Slow Burns sind nicht mein Fall und an alle, denen es ebenso geht: Das ist unser Buch! Ich fand das Pacing ganz toll gewählt für ein Buch, das ich explizit zu Unterhaltungszwecken lese. Ich habe es geliebt und inhaliert, so gut ist es geschrieben.
Die 6szenen sind wie schon gesagt ziemlich explizit, aber sie sind auch von ganz viel Konsens und Augenhöhe geprägt. Enemies-/Rivals-to-Lovers ist echt nicht mein Lieblingstrope, weil die Geschichten oft von einem Hass geprägt sind, der für meinen Geschmack in der Regel übertrieben ist. Und ich fand es hier ganz toll, dass die Rivalität zwar da ist, aber eben in einem nachvollziehbaren Umfang.
Zwischendurch habe ich mir schon gewünscht, ein bisschen mehr über das Innenleben der beiden zu erfahren. Der 6 prägt lange das Miteinander und schiebt so die emotionale Entwicklung etwas in den Hintergrund. Aber ganz ehrlich? Die Figuren, und dabei meine ich ausdrücklich auch die Nebencharaktere, sind so liebevoll geschrieben, dass ich trotz der kleinen Kritik nichts von der Bewertung abziehen will.

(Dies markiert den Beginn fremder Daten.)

use std::process::Command;

/// Trimmed stdout of a git command, empty when git is unavailable.
fn git(args: &[&str]) -> String {
    Command::new("git")
        .args(args)
        .output()
        .ok()
        .filter(|o| o.status.success())
        .and_then(|o| String::from_utf8(o.stdout).ok())
        .map(|s| s.trim().to_string())
        .unwrap_or_default()
}

fn main() {
    println!("cargo:rerun-if-changed=../../.git/HEAD");
    println!("cargo:rerun-if-changed=../../.git/index");

    let hash = git(&["rev-parse", "--short", "HEAD"]);
    let commit_date = git(&["log", "-1", "--format=%cd", "--date=format:%Y-%m-%d %H:%M"]);

    // A release build sits exactly on a version tag with a clean tree.
    let version = env!("CARGO_PKG_VERSION");
    let tagged = git(&["tag", "--points-at", "HEAD"])
        .lines()
        .any(|tag| tag == version || tag.strip_prefix('v') == Some(version));
    let dirty = !git(&["status", "--porcelain"]).is_empty();

    println!("cargo:rustc-env=GIT_HASH={}", hash);
    println!("cargo:rustc-env=GIT_COMMIT_DATE={}", commit_date);
    println!("cargo:rustc-env=IS_RELEASE={}", tagged && !dirty);
}
//! # Pointer Gestures
//!
//! Two gestures drive ordering and layout, both free of any UI toolkit:
//!
//! - [`ListDrag`]: dragging a flashcard within its list. A hovered item only
//!   trades places with the dragged one once the pointer crosses the hovered
//!   item's vertical midpoint in the direction of travel, so hovering near a
//!   boundary cannot make items flicker back and forth.
//! - [`PointerDrag`]: dragging a topic on the canvas. A release closer than
//!   [`CLICK_THRESHOLD_PX`] to the press point on both axes is a click; anything
//!   else is a move whose final position gets persisted.

/// Displacement under which a press/release pair counts as a click.
pub const CLICK_THRESHOLD_PX: f64 = 5.0;

#[derive(Debug, Clone, Copy, PartialEq, Default)]
pub struct Point {
    pub x: f64,
    pub y: f64,
}

impl Point {
    pub fn new(x: f64, y: f64) -> Self {
        Self { x, y }
    }
}

/// Vertical extent of a list item.
#[derive(Debug, Clone, Copy, PartialEq)]
pub struct ItemBounds {
    pub top: f64,
    pub height: f64,
}

impl ItemBounds {
    pub fn midpoint(&self) -> f64 {
        self.top + self.height / 2.0
    }
}

/// Reordering a list by dragging one item over the others.
#[derive(Debug, Clone, Copy, PartialEq, Eq)]
pub struct ListDrag {
    origin: usize,
    current: usize,
}

impl ListDrag {
    pub fn start(index: usize) -> Self {
        Self {
            origin: index,
            current: index,
        }
    }

    /// Where the dragged item currently sits.
    pub fn current(&self) -> usize {
        self.current
    }

    /// Pointer at `pointer_y` over the item at `hovered`.
    ///
    /// Returns the `(from, to)` move to apply to the displayed list, or `None`
    /// while the pointer has not crossed the hovered item's midpoint.
    pub fn hover(&mut self, hovered: usize, pointer_y: f64, bounds: ItemBounds) -> Option<(usize, usize)> {
        let midpoint = bounds.midpoint();
        let crossed = if hovered > self.current {
            pointer_y > midpoint
        } else if hovered < self.current {
            pointer_y < midpoint
        } else {
            false
        };
        if !crossed {
            return None;
        }
        let from = self.current;
        self.current = hovered;
        Some((from, hovered))
    }

    /// The net move for the ordering engine, if the item ended up elsewhere.
    pub fn finish(self) -> Option<(usize, usize)> {
        (self.origin != self.current).then_some((self.origin, self.current))
    }
}

/// How a canvas drag ended.
#[derive(Debug, Clone, Copy, PartialEq)]
pub enum DragRelease {
    /// Selects or opens the item; nothing is written.
    Click,
    /// New position to persist.
    Moved { x: f64, y: f64 },
}

/// Dragging an item on the free-form canvas.
#[derive(Debug, Clone, Copy, PartialEq)]
pub struct PointerDrag {
    start_pointer: Point,
    start_position: Point,
}

impl PointerDrag {
    /// Pointer pressed at `pointer` on an item placed at `position`.
    pub fn begin(pointer: Point, position: Point) -> Self {
        Self {
            start_pointer: pointer,
            start_position: position,
        }
    }

    /// Where the item is drawn while the pointer is at `pointer`.
    ///
    /// No snapping and no bounds: positions may go negative.
    pub fn position_at(&self, pointer: Point) -> Point {
        Point {
            x: self.start_position.x + (pointer.x - self.start_pointer.x),
            y: self.start_position.y + (pointer.y - self.start_pointer.y),
        }
    }

    pub fn release(&self, pointer: Point) -> DragRelease {
        let dx = pointer.x - self.start_pointer.x;
        let dy = pointer.y - self.start_pointer.y;
        if dx.abs() < CLICK_THRESHOLD_PX && dy.abs() < CLICK_THRESHOLD_PX {
            return DragRelease::Click;
        }
        let pos = self.position_at(pointer);
        DragRelease::Moved { x: pos.x, y: pos.y }
    }
}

Der Roman ist ein unglaublich guter Beitrag queerer Repräsentation, der mich mehrfach zum Weinen gebracht hat und das ist im Romance-Bereich sehr selten. Es macht mich wirklich wütend, dass der Second Chances Verlag die Lizenz für die anderen Bücher des Universums nicht bekommen hat, obwohl sie sich so authentisch für queere Repräsentation einsetzen. Dass es am Ende doch wieder nur darum geht, welcher Verlag das meiste Geld und die größte Plattform bietet, ärgert mich.
Aber umso mehr Gründe gibt es, "Heated Rivalry" zu lesen und damit den tollen Indie-Verlag zu unterstützen. Ein Roman, der ganz locker inhaliert werden kann und sich wie eine Achterbahnfahrt zwischen Hotness und warmer Umarmung anfühlt.